@cb88
Ok, KVM is for hardware virtualization on Linux and maybe on BSD too with their port. So, when using KVM with Qemu then it should run fast like VirtualBox but currently Haiku does not support KVM and likely will not for R1.
Qemu on Windows 7 also does not support KVM and stuck with 0.11.1. Windows 7 is the OS I mostly run now.
Also, Qemu emulates the CPU type. That slows things down. Not sure if this happens with newer versions since I have not tried Qemu past 0.11.1. That is why Qemu is called an emulator. VirtualBox passes my actual CPU type to the guest OS - no CPU emulation.
Qemu is only fast on Linux using KVM otherwise it is slow for the rest of us because we are stuck with 0.11.1 version that uses kqemu acceleration!
KVM seems to be only on Linux (and maybe BSD). So, that is the only OS that can run Qemu fast.
http://www.linux-kvm.org/page/Main_Page
VirtualBox is available on Windows, OS X, Linux and Solaris and should support hardware V on all of these OSes. Since I will run Windows 7, Haiku and maybe Linux, then it makes sense to stick with VB.
Also, when doing the 7zip test Qemu+kqemu took over 13 minutes.

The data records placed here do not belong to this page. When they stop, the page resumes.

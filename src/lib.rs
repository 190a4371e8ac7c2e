//! Medibook: an appointment-booking backend for small clinics.
//!
//! Patients browse approved doctors and book visits; doctors manage
//! their practice profile and drive the appointment lifecycle; admins
//! approve doctors and oversee the whole system.

pub mod admin;
pub mod api;
pub mod auth;
pub mod authorization;
pub mod booking;
pub mod config;
pub mod db;
pub mod domain;
pub mod models;
pub mod transitions;
pub mod visibility;
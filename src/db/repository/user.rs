use std::str::FromStr;

use rusqlite::{params, Connection, Row};
use uuid::Uuid;

use crate::db::DatabaseError;
use crate::models::enums::Role;
use crate::models::User;

use super::{parse_datetime, parse_uuid};

const USER_COLUMNS: &str =
    "id, name, email, password_hash, phone, role, is_approved, created_at";

fn user_from_row(row: &Row<'_>) -> rusqlite::Result<User> {
    Ok(User {
        id: parse_uuid(&row.get::<_, String>(0)?),
        name: row.get(1)?,
        email: row.get(2)?,
        password_hash: row.get(3)?,
        phone: row.get(4)?,
        role: Role::from_str(&row.get::<_, String>(5)?).unwrap_or(Role::Patient),
        is_approved: row.get(6)?,
        created_at: parse_datetime(&row.get::<_, String>(7)?),
    })
}

pub fn insert_user(conn: &Connection, user: &User) -> Result<(), DatabaseError> {
    conn.execute(
        "INSERT INTO users (id, name, email, password_hash, phone, role, is_approved, created_at)
         VALUES (?1, ?2, ?3, ?4, ?5, ?6, ?7, ?8)",
        params![
            user.id.to_string(),
            user.name,
            user.email,
            user.password_hash,
            user.phone,
            user.role.as_str(),
            user.is_approved,
            user.created_at.to_string(),
        ],
    )
    .map_err(|e| match e {
        rusqlite::Error::SqliteFailure(f, _)
            if f.code == rusqlite::ErrorCode::ConstraintViolation =>
        {
            DatabaseError::ConstraintViolation(format!("duplicate email {}", user.email))
        }
        other => other.into(),
    })?;
    Ok(())
}

pub fn get_user(conn: &Connection, id: &Uuid) -> Result<Option<User>, DatabaseError> {
    let result = conn.query_row(
        &format!("SELECT {USER_COLUMNS} FROM users WHERE id = ?1"),
        params![id.to_string()],
        user_from_row,
    );
    match result {
        Ok(user) => Ok(Some(user)),
        Err(rusqlite::Error::QueryReturnedNoRows) => Ok(None),
        Err(e) => Err(e.into()),
    }
}

pub fn get_user_by_email(conn: &Connection, email: &str) -> Result<Option<User>, DatabaseError> {
    let result = conn.query_row(
        &format!("SELECT {USER_COLUMNS} FROM users WHERE email = ?1"),
        params![email],
        user_from_row,
    );
    match result {
        Ok(user) => Ok(Some(user)),
        Err(rusqlite::Error::QueryReturnedNoRows) => Ok(None),
        Err(e) => Err(e.into()),
    }
}

/// Resolve the account holding this session token hash, if any.
pub fn get_user_by_token_hash(
    conn: &Connection,
    token_hash: &str,
) -> Result<Option<User>, DatabaseError> {
    let result = conn.query_row(
        &format!("SELECT {USER_COLUMNS} FROM users WHERE token_hash = ?1"),
        params![token_hash],
        user_from_row,
    );
    match result {
        Ok(user) => Ok(Some(user)),
        Err(rusqlite::Error::QueryReturnedNoRows) => Ok(None),
        Err(e) => Err(e.into()),
    }
}

pub fn list_users(conn: &Connection) -> Result<Vec<User>, DatabaseError> {
    let mut stmt = conn.prepare(&format!("SELECT {USER_COLUMNS} FROM users"))?;
    let rows = stmt.query_map([], user_from_row)?;
    rows.map(|r| r.map_err(DatabaseError::from)).collect()
}

pub fn list_recent_users(conn: &Connection, limit: u32) -> Result<Vec<User>, DatabaseError> {
    let mut stmt = conn.prepare(&format!(
        "SELECT {USER_COLUMNS} FROM users ORDER BY created_at DESC LIMIT ?1"
    ))?;
    let rows = stmt.query_map(params![limit], user_from_row)?;
    rows.map(|r| r.map_err(DatabaseError::from)).collect()
}

/// Persist mutable account fields (name, email, phone, role, approval).
pub fn update_user(conn: &Connection, user: &User) -> Result<(), DatabaseError> {
    conn.execute(
        "UPDATE users SET name = ?2, email = ?3, phone = ?4, role = ?5, is_approved = ?6
         WHERE id = ?1",
        params![
            user.id.to_string(),
            user.name,
            user.email,
            user.phone,
            user.role.as_str(),
            user.is_approved,
        ],
    )?;
    Ok(())
}

/// Set or clear the stored session token hash (login / logout).
pub fn set_token_hash(
    conn: &Connection,
    id: &Uuid,
    token_hash: Option<&str>,
) -> Result<(), DatabaseError> {
    conn.execute(
        "UPDATE users SET token_hash = ?2 WHERE id = ?1",
        params![id.to_string(), token_hash],
    )?;
    Ok(())
}

pub fn set_approval(conn: &Connection, id: &Uuid, approved: bool) -> Result<(), DatabaseError> {
    conn.execute(
        "UPDATE users SET is_approved = ?2 WHERE id = ?1",
        params![id.to_string(), approved],
    )?;
    Ok(())
}

/// Delete an account and its dependents.
///
/// The cascade is asymmetric: a patient takes their appointments with
/// them, a doctor takes only their practice profile — the doctor's
/// appointment history stays behind.
pub fn delete_user_cascade(conn: &Connection, user: &User) -> Result<(), DatabaseError> {
    match user.role {
        Role::Patient => {
            conn.execute(
                "DELETE FROM appointments WHERE patient_id = ?1",
                params![user.id.to_string()],
            )?;
        }
        Role::Doctor => {
            // Availability slots go with the profile via FK cascade.
            conn.execute(
                "DELETE FROM doctors WHERE user_id = ?1",
                params![user.id.to_string()],
            )?;
        }
        Role::Admin => {}
    }
    conn.execute(
        "DELETE FROM users WHERE id = ?1",
        params![user.id.to_string()],
    )?;
    Ok(())
}

pub fn count_users_by_role(conn: &Connection, role: Role) -> Result<i64, DatabaseError> {
    let count = conn.query_row(
        "SELECT COUNT(*) FROM users WHERE role = ?1",
        params![role.as_str()],
        |row| row.get(0),
    )?;
    Ok(count)
}

pub fn count_pending_doctor_approvals(conn: &Connection) -> Result<i64, DatabaseError> {
    let count = conn.query_row(
        "SELECT COUNT(*) FROM users WHERE role = 'doctor' AND is_approved = 0",
        [],
        |row| row.get(0),
    )?;
    Ok(count)
}
//! Error vocabulary shared by the core operations.
//!
//! Four domain failure kinds plus store failures. All are terminal to
//! the operation — nothing is retried here; the API layer maps each to
//! a distinct response.

use thiserror::Error;

use crate::db::DatabaseError;

#[derive(Debug, Error)]
pub enum DomainError {
    /// Malformed identifier, missing required field, unknown enum value.
    #[error("Invalid input: {0}")]
    InvalidInput(String),

    /// Entity absent — or deliberately hidden by the visibility rules.
    #[error("{0} not found")]
    NotFound(&'static str),

    /// The actor lacks the relationship required for this access.
    #[error("Not authorized")]
    Unauthorized,

    /// The actor's role does not permit the requested status target.
    #[error("{0}")]
    ForbiddenTransition(String),

    #[error("Database error: {0}")]
    Database(#[from] DatabaseError),
}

I stopped it because I could not take waiting for it to finish. Ran really, really slow!
Consider that any hardware virtualization on Haiku (like KVM) would not appear until R2. Since Qemu+kqemu is super slow and Virtualbox with software virtualization runs much faster than Qemu with software V then which is better for Haiku? =)
With hardware accel they maybe equal but only if Qemu stopped emulating the CPU. I cannot say without testing it out myself. But with software accel, VB beats Qemu hands down!!! No contest!!! Haiku would get software V for R1 & hardware V for R2 with any virtual machine software.
PS Michael Lotz, Haiku dev, worked on Qemu port and was able to get it to 0.11.1 but nothing newer than that because of KVM. With VirtualBox, should be able to port the latest version and just use software V mode until Haiku supports hardware V.